While I was staying with my dad (which was where I went from Craig’s), my best friend Dan had landed me a room at the old mouse-infested dive on 27th & Howard Street known as the “Mobtown House.” And it was agreed that I would be allowed to pay rent at the end of the month! My father dropped me off on Falls and Coldspring one morning with my garbage bag full of clothes. I walked the mile or two with it down to Charles Village. The residents there at the Mobtown House at the time were Rudy, Tim, “Youseguy,” and a guy from Glen Burnie who worked at Hubcap City. They were cool people.

(Flashing back to when I was still “on my phases” at Straight Inc., I had seen Dan and some of my other old friends jumping off of that small stoop onto their skateboards while I sat in the back seat as my parents, together again at that time, drove me down Howard St. to 295, and then on back to “the building.” I thought to myself what a shame it was that I was going to that warehouse building known as Straight Inc. to stand around the side of group all night for open meeting instead of being able to hang out with my friends whom I had just seen! I tried not to think about it, as entertaining such longings was discouraged by Straight’s savage indoctrination.)

I was still writing MI`s at this point, but was enjoying the freedom of living on my own. I went to the Club Charles and hooked up with a female and we came back to the Mobtown House. She already knew the people who lived there. Baltimore was a smaller city back then, in some ways. It was sometime during this time that I decided to tear up my MI book and be done with it. I was embarrassed of it, and didn’t want to have to explain it to Amy. I was tired of writing them anyway, and figured it was time to stop writing them (though I was still “sober” at this point).
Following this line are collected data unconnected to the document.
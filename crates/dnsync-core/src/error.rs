//! Error types for dnsync
//!
//! The first four variants are the reconciliation taxonomy: the loop files
//! every per-cycle problem under the stage it came from. The remaining
//! variants are what detector, resolver and provider plugins return before
//! the loop classifies them.

use thiserror::Error;

/// Result type alias for dnsync operations
pub type Result<T> = std::result::Result<T, Error>;

/// Core error type for dnsync
#[derive(Error, Debug)]
pub enum Error {
    /// The detection source was unreachable or answered with something that
    /// is not a valid address of the requested family
    #[error("Detection failed: {0}")]
    DetectionFailed(String),

    /// Looking up the published record failed (transport or auth).
    /// An absent record is not an error.
    #[error("Resolution failed: {0}")]
    ResolutionFailed(String),

    /// The provider rejected or failed to process the update
    #[error("Apply failed ({provider}): {message}")]
    ApplyFailed {
        /// Provider name
        provider: String,
        /// Error message
        message: String,
    },

    /// Configuration errors. Fatal at startup, never retried.
    #[error("Configuration error: {0}")]
    Config(String),

    /// I/O errors (sockets, interface enumeration)
    #[error("I/O error: {0}")]
    Io(#[from] std::io::Error),

    /// JSON serialization/deserialization errors
    #[error("JSON error: {0}")]
    Json(#[from] serde_json::Error),

    /// HTTP transport errors
    #[error("HTTP error: {0}")]
    Http(String),

    /// Authentication errors
    #[error("Authentication failed: {0}")]
    Authentication(String),

    /// Rate limiting errors
    #[error("Rate limited: {0}")]
    RateLimited(String),

    /// Record or zone not found
    #[error("Not found: {0}")]
    NotFound(String),

    /// Invalid input
    #[error("Invalid input: {0}")]
    InvalidInput(String),

    /// The component does not offer the requested capability
    #[error("Unsupported: {0}")]
    Unsupported(String),

    /// Provider-specific error
    #[error("Provider error ({provider}): {message}")]
    Provider {
        /// Provider name
        provider: String,
        /// Error message
        message: String,
    },

    /// Generic error with context
    #[error("{0}")]
    Other(String),
}

impl Error {
    /// Create a detection error
    pub fn detection(msg: impl Into<String>) -> Self {
        Self::DetectionFailed(msg.into())
    }

    /// Create a resolution error
    pub fn resolution(msg: impl Into<String>) -> Self {
        Self::ResolutionFailed(msg.into())
    }

    /// Create an apply error
    pub fn apply(provider: impl Into<String>, message: impl Into<String>) -> Self {
        Self::ApplyFailed {
            provider: provider.into(),
            message: message.into(),
        }
    }

    /// Create a configuration error
    pub fn config(msg: impl Into<String>) -> Self {
        Self::Config(msg.into())
    }

    /// Create an HTTP error
    pub fn http(msg: impl Into<String>) -> Self {
        Self::Http(msg.into())
    }

    /// Create an authentication error
    pub fn auth(msg: impl Into<String>) -> Self {
        Self::Authentication(msg.into())
    }

    /// Create a rate limit error
    pub fn rate_limited(msg: impl Into<String>) -> Self {
        Self::RateLimited(msg.into())
    }

    /// Create a "not found" error
    pub fn not_found(msg: impl Into<String>) -> Self {
        Self::NotFound(msg.into())
    }

    /// Create an invalid input error
    pub fn invalid_input(msg: impl Into<String>) -> Self {
        Self::InvalidInput(msg.into())
    }

    /// Create an unsupported-capability error
    pub fn unsupported(msg: impl Into<String>) -> Self {
        Self::Unsupported(msg.into())
    }

    /// Create a provider-specific error
    pub fn provider(provider: impl Into<String>, message: impl Into<String>) -> Self {
        Self::Provider {
            provider: provider.into(),
            message: message.into(),
        }
    }

    /// Whether this error can only be fixed by changing configuration
    pub fn is_config(&self) -> bool {
        matches!(self, Self::Config(_))
    }
}

/// Helper for converting anyhow::Error to our Error type
impl From<anyhow::Error> for Error {
    fn from(err: anyhow::Error) -> Self {
        Self::Other(err.to_string())
    }
}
It was also during this time when my electric guitar was returned to me by my good friend and old band-mate, David Rhodes. He had drawn and written a message for me saying “Remember Alex, A Clockwork Orange,” which indicated to me that he “got it” as far as where I had been for the past two years (We had all seen the 1971 film “A Clockwork Orange” at the Charles Cinema in Baltimore a week prior to my being tricked into going to Straight.) My friend Dan gave me a cassette and told me to learn the songs on it so I’d be ready to tour with “Reptile House” as their other guitar player. The tape had the “I Stumble As The Crow Flies” EP as well as other songs they wanted to play on tour… so I pretty much listened to nothing else during that month as I memorized and rehearsed the songs there alone. It wasn’t long after that that they had me attend a practice, and that was that. What did I eat besides Snicker’s bars swiped from the shelves of the nearby 7-11, is what I’d like to know. Anyway, Reptile House did a successful tour of the U.S. during the Summer of 1985; we played mostly small clubs (twenty-some shows I guess), but there were a few larger shows along the way. Our Summer Tour began in Morgantown, West Virginia was the first one, then St. Louis, on to Texas (Austin, Houston, Dallas, and San Antonio), Albuquerque New Mexico, Tucson, Arizona. I think it was after that when we played in Los Angeles then up to Mabuhay Gardens in San Francisco,California and back across: Salt Lake City, Denver (I think), Des Moines, Chicago, Detroit, not sure if we played in Ohio or not, some small town in Pennsylvania (Allentown, I’m pretty sure.) The Tour was a blast and it was one of the best Summers of my entire Life.

The nightmares I experienced showed the freeway bridges south of Baltimore overlapping each other, crazily exaggerated the way things often are in dreams, and there was a feeling of unrest, and the thought that I had forgotten to write my MI and I had just realized it.